Introducing Palmsy, the fictional social network where your posts remain stored on your device indefinitely.

When you join a social network, you have nothing-no friends, no followers, no likes. But as you continuously post content, you could begin to gain more and more likes and comments.
Introducing Palmsy, the fictional social network where your posts remain stored on your device indefinitely.

When you join a social network, you have nothing-no friends, no followers, no likes. But as you continuously post content, you could begin to gain more and more likes and comments. Those may attract new followers. And that shot of dopamine will motivate you further to post more. A new app named Palmsy attempts to be social media methadone by allowing you to post anything and receiving likes on them.

But the catch is nobody can see the posts.
You can post as much as you want. In fact, the application even lets you attach photos to your posts. But you're blasting those posts into space. Developer Pat Nakajima said on Threads that no post leaves your device and all likes are fake.
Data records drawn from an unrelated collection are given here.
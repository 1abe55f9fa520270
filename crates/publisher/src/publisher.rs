//! Pushes a generated campaign payload to the ads platform.

use std::future::Future;
use std::sync::Arc;
use std::time::Duration;

use adwizard_core::config::{PublisherBackend, PublisherConfig};
use adwizard_core::{
    AdWizardError, AdWizardResult, AppCredentials, CampaignPayload, CredentialStore, Credentials,
};
use serde::{Deserialize, Serialize};
use tracing::{debug, info, warn};
use uuid::Uuid;

use crate::client::{AdsPlatformClient, NotImplementedClient, PlatformError};
use crate::google_ads::GoogleAdsClient;
use crate::state::{FailureReason, PublishStateMachine, PublishStep};

/// Remote resources created during a publish, in creation order. On failure
/// these are left in place for the caller to reconcile.
#[derive(Debug, Clone, Default, Serialize, Deserialize, PartialEq, Eq)]
pub struct CreatedResources {
    pub budget: Option<String>,
    pub campaign: Option<String>,
    pub ad_group: Option<String>,
    pub ad: Option<String>,
    #[serde(default)]
    pub keywords: Vec<String>,
}

/// Outcome of one publish invocation.
#[derive(Debug, Clone, Serialize, Deserialize, PartialEq, Eq)]
#[serde(tag = "outcome", rename_all = "snake_case")]
pub enum PublishResult {
    Success {
        external_campaign_id: String,
        resources: CreatedResources,
    },
    Failure {
        /// Creation step that failed; `None` when nothing was attempted.
        step: Option<PublishStep>,
        reason: FailureReason,
        message: String,
        resources: CreatedResources,
    },
}

impl PublishResult {
    fn failure(
        step: Option<PublishStep>,
        reason: FailureReason,
        message: impl Into<String>,
        resources: CreatedResources,
    ) -> Self {
        PublishResult::Failure {
            step,
            reason,
            message: message.into(),
            resources,
        }
    }

    pub fn is_success(&self) -> bool {
        matches!(self, PublishResult::Success { .. })
    }

    pub fn failure_reason(&self) -> Option<FailureReason> {
        match self {
            PublishResult::Success { .. } => None,
            PublishResult::Failure { reason, .. } => Some(*reason),
        }
    }

    pub fn failed_step(&self) -> Option<PublishStep> {
        match self {
            PublishResult::Success { .. } => None,
            PublishResult::Failure { step, .. } => *step,
        }
    }

    pub fn resources(&self) -> &CreatedResources {
        match self {
            PublishResult::Success { resources, .. } | PublishResult::Failure { resources, .. } => {
                resources
            }
        }
    }

    /// External campaign id on success, otherwise the matching error.
    pub fn into_result(self) -> AdWizardResult<String> {
        match self {
            PublishResult::Success {
                external_campaign_id,
                ..
            } => Ok(external_campaign_id),
            PublishResult::Failure {
                step,
                reason,
                message,
                ..
            } => Err(match reason {
                FailureReason::AuthenticationFailed => AdWizardError::AuthenticationFailed(message),
                FailureReason::RemoteStepFailed => AdWizardError::RemoteStepFailed {
                    step: step.map(|s| s.as_str()).unwrap_or("unknown").to_string(),
                    message,
                },
                FailureReason::NotImplemented => AdWizardError::NotImplemented(message),
                FailureReason::CredentialsNotFound => AdWizardError::CredentialsNotFound(message),
                FailureReason::InvalidPayload => AdWizardError::InvalidPayload(message),
                FailureReason::Internal => AdWizardError::Internal(anyhow::anyhow!(message)),
            }),
        }
    }
}

/// Trailing id segment of a resource name (`customers/1/campaigns/42` → `42`).
fn resource_id(resource_name: &str) -> String {
    resource_name
        .rsplit('/')
        .next()
        .unwrap_or(resource_name)
        .to_string()
}

struct StepFailure {
    step: Option<PublishStep>,
    reason: FailureReason,
    message: String,
}

impl StepFailure {
    fn platform(step: Option<PublishStep>, err: PlatformError) -> Self {
        let reason = match (&err, step) {
            (PlatformError::NotImplemented(_), _) => FailureReason::NotImplemented,
            (_, None) => FailureReason::AuthenticationFailed,
            (_, Some(_)) => FailureReason::RemoteStepFailed,
        };
        Self {
            step,
            reason,
            message: err.to_string(),
        }
    }

    /// Metric and log label: the failed step, or the reason when no step ran.
    fn label(&self) -> &'static str {
        match self.step {
            Some(step) => step.as_str(),
            None => self.reason.as_str(),
        }
    }

    fn internal(step: Option<PublishStep>, err: anyhow::Error) -> Self {
        Self {
            step,
            reason: FailureReason::Internal,
            message: err.to_string(),
        }
    }
}

/// Select the platform client variant named by configuration.
pub fn build_client(config: &PublisherConfig) -> AdWizardResult<Arc<dyn AdsPlatformClient>> {
    let client: Arc<dyn AdsPlatformClient> = match config.backend {
        PublisherBackend::Stub => Arc::new(NotImplementedClient::new()),
        PublisherBackend::GoogleAds => Arc::new(GoogleAdsClient::new(config)?),
    };
    info!(backend = client.backend(), "Ads platform client initialized");
    Ok(client)
}

/// Runs the five dependent creation calls for a payload.
///
/// Calls within one publish are strictly sequential; separate publishes share
/// nothing and may run concurrently.
pub struct CampaignPublisher {
    client: Arc<dyn AdsPlatformClient>,
    credential_store: Arc<dyn CredentialStore>,
    app_credentials: AppCredentials,
    step_timeout: Duration,
}

impl CampaignPublisher {
    pub fn new(
        client: Arc<dyn AdsPlatformClient>,
        credential_store: Arc<dyn CredentialStore>,
        app_credentials: AppCredentials,
        step_timeout: Duration,
    ) -> Self {
        Self {
            client,
            credential_store,
            app_credentials,
            step_timeout,
        }
    }

    pub fn from_config(
        config: &PublisherConfig,
        credential_store: Arc<dyn CredentialStore>,
    ) -> AdWizardResult<Self> {
        Ok(Self::new(
            build_client(config)?,
            credential_store,
            config.app_credentials.clone(),
            Duration::from_millis(config.step_timeout_ms),
        ))
    }

    pub fn backend(&self) -> &'static str {
        self.client.backend()
    }

    /// Publish on behalf of `user_id`, reading their grant from the
    /// credential store.
    pub async fn publish_for_user(&self, payload: &CampaignPayload, user_id: &str) -> PublishResult {
        match self.credential_store.user_credentials(user_id).await {
            Ok(Some(user)) => {
                let credentials = Credentials::new(self.app_credentials.clone(), user);
                self.publish(payload, &credentials).await
            }
            Ok(None) => {
                warn!(user_id, "No ads account connected");
                PublishResult::failure(
                    None,
                    FailureReason::CredentialsNotFound,
                    AdWizardError::CredentialsNotFound(user_id.to_string()).to_string(),
                    CreatedResources::default(),
                )
            }
            Err(e) => {
                warn!(user_id, error = %e, "Credential lookup failed");
                PublishResult::failure(
                    None,
                    FailureReason::Internal,
                    e.to_string(),
                    CreatedResources::default(),
                )
            }
        }
    }

    /// Authenticate once, then create budget, campaign, ad group, ad and
    /// keywords in order. Stops at the first failure without rolling back.
    pub async fn publish(&self, payload: &CampaignPayload, credentials: &Credentials) -> PublishResult {
        let publish_id = Uuid::new_v4();
        let backend = self.client.backend();
        metrics::counter!("publisher.attempts", "backend" => backend).increment(1);

        info!(
            publish_id = %publish_id,
            backend,
            campaign = %payload.campaign.name,
            customer_id = %credentials.user.customer_id,
            "Publishing campaign"
        );

        let mut machine = PublishStateMachine::new();
        let mut resources = CreatedResources::default();

        match self
            .execute(payload, credentials, &mut machine, &mut resources)
            .await
        {
            Ok(campaign) => {
                metrics::counter!("publisher.successes", "backend" => backend).increment(1);
                info!(
                    publish_id = %publish_id,
                    campaign = %campaign,
                    keywords = resources.keywords.len(),
                    "Campaign published"
                );
                PublishResult::Success {
                    external_campaign_id: resource_id(&campaign),
                    resources,
                }
            }
            Err(failure) => {
                if let Err(e) = machine.fail(failure.step, failure.reason) {
                    warn!(publish_id = %publish_id, error = %e, "Publish state not updated");
                }
                let step_label = failure.label();
                metrics::counter!(
                    "publisher.failures",
                    "backend" => backend,
                    "step" => step_label
                )
                .increment(1);
                warn!(
                    publish_id = %publish_id,
                    step = step_label,
                    reason = ?failure.reason,
                    error = %failure.message,
                    state = ?machine.state(),
                    "Campaign publish failed"
                );
                PublishResult::failure(failure.step, failure.reason, failure.message, resources)
            }
        }
    }

    async fn execute(
        &self,
        payload: &CampaignPayload,
        credentials: &Credentials,
        machine: &mut PublishStateMachine,
        resources: &mut CreatedResources,
    ) -> Result<String, StepFailure> {
        payload.check().map_err(|e| StepFailure {
            step: None,
            reason: FailureReason::InvalidPayload,
            message: e.to_string(),
        })?;
        let ad = payload.primary_ad().ok_or_else(|| StepFailure {
            step: None,
            reason: FailureReason::InvalidPayload,
            message: AdWizardError::InvalidPayload("payload has no ads".into()).to_string(),
        })?;

        let session = self
            .timed(self.client.authenticate(credentials))
            .await
            .map_err(|e| StepFailure::platform(None, e))?;

        let budget = self
            .step(
                machine,
                PublishStep::BudgetCreation,
                self.client.create_budget(&session, &payload.campaign),
            )
            .await?;
        resources.budget = Some(budget.clone());

        let campaign = self
            .step(
                machine,
                PublishStep::CampaignCreation,
                self.client.create_campaign(&session, &payload.campaign, &budget),
            )
            .await?;
        resources.campaign = Some(campaign.clone());

        let ad_group = self
            .step(
                machine,
                PublishStep::AdGroupCreation,
                self.client.create_ad_group(&session, &payload.ad_group, &campaign),
            )
            .await?;
        resources.ad_group = Some(ad_group.clone());

        let ad = self
            .step(
                machine,
                PublishStep::AdCreation,
                self.client.create_ad(&session, ad, &ad_group),
            )
            .await?;
        resources.ad = Some(ad);

        resources.keywords = self
            .step(
                machine,
                PublishStep::KeywordCreation,
                self.client.create_keywords(&session, &payload.keywords, &ad_group),
            )
            .await?;

        Ok(campaign)
    }

    async fn timed<T>(
        &self,
        call: impl Future<Output = Result<T, PlatformError>>,
    ) -> Result<T, PlatformError> {
        tokio::time::timeout(self.step_timeout, call)
            .await
            .unwrap_or(Err(PlatformError::Timeout(self.step_timeout)))
    }

    async fn step<T>(
        &self,
        machine: &mut PublishStateMachine,
        step: PublishStep,
        call: impl Future<Output = Result<T, PlatformError>>,
    ) -> Result<T, StepFailure> {
        if machine.next_step() != Some(step) {
            return Err(StepFailure::internal(
                Some(step),
                anyhow::anyhow!("{:?} attempted out of order from {:?}", step, machine.state()),
            ));
        }

        let value = self
            .timed(call)
            .await
            .map_err(|e| StepFailure::platform(Some(step), e))?;
        let state = machine
            .complete(step)
            .map_err(|e| StepFailure::internal(Some(step), e))?;
        debug!(step = step.as_str(), ?state, "Publish step completed");
        Ok(value)
    }
}
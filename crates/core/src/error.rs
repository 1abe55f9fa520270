use thiserror::Error;

pub type AdWizardResult<T> = Result<T, AdWizardError>;

#[derive(Error, Debug)]
pub enum AdWizardError {
    #[error("Invalid brief field '{field}': {message}")]
    InvalidBrief { field: &'static str, message: String },

    #[error("Creative generation error: {0}")]
    Generation(String),

    #[error("Invalid payload: {0}")]
    InvalidPayload(String),

    #[error("Authentication failed: {0}")]
    AuthenticationFailed(String),

    #[error("Remote step '{step}' failed: {message}")]
    RemoteStepFailed { step: String, message: String },

    #[error("Not implemented: {0}")]
    NotImplemented(String),

    #[error("No credentials stored for user '{0}'")]
    CredentialsNotFound(String),

    #[error("Configuration error: {0}")]
    Config(String),

    #[error("Serialization error: {0}")]
    Serialization(#[from] serde_json::Error),

    #[error("Internal error: {0}")]
    Internal(#[from] anyhow::Error),
}

impl AdWizardError {
    pub fn invalid_brief(field: &'static str, message: impl Into<String>) -> Self {
        Self::InvalidBrief {
            field,
            message: message.into(),
        }
    }

    pub fn is_invalid_brief(&self) -> bool {
        matches!(self, Self::InvalidBrief { .. })
    }

    pub fn is_not_implemented(&self) -> bool {
        matches!(self, Self::NotImplemented(_))
    }
}

impl From<config::ConfigError> for AdWizardError {
    fn from(err: config::ConfigError) -> Self {
        Self::Config(err.to_string())
    }
}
A free app, working on iPhone and iPad, reads your contact list in a manner that will assign pretend likes to posts. Because all posts are local, the contact information is not sent to a server when the app reads that information.

"It can be fun to see Likes coming in from folks you haven't thought about in years. It can also be useful in maybe deleting some contacts you might not need anymore," Nakajima writes in the FAQ section of the app.

Beyond the contacts, you could treat it like a personal diary or even where you get to disburden any terrible puns for good-no one's really going to judge you. It's up to you.

Recently, the developer has issued the application with some advanced options that let you block the number of likes for a post in general and how long you want those likes to come: in a few seconds, in a few minutes, in a few hours, or even in a few days.

There are some other apps that are working with time limits to minimize and reduce addiction over social networking applications. There are a few developers who have even come up with very basic versions of apps that enable users to share dumb posts but without that implication.

In 2017, developer Dan Kurtz released Binky, which spewed out a faked feed for you to interact with. In 2018, former Google Reader product manager Jason Shellen relaunched Brizzly as a website, in which you could put whatever you liked in a text box and hit send. The posts go nowhere and you can't even see them once you hit send.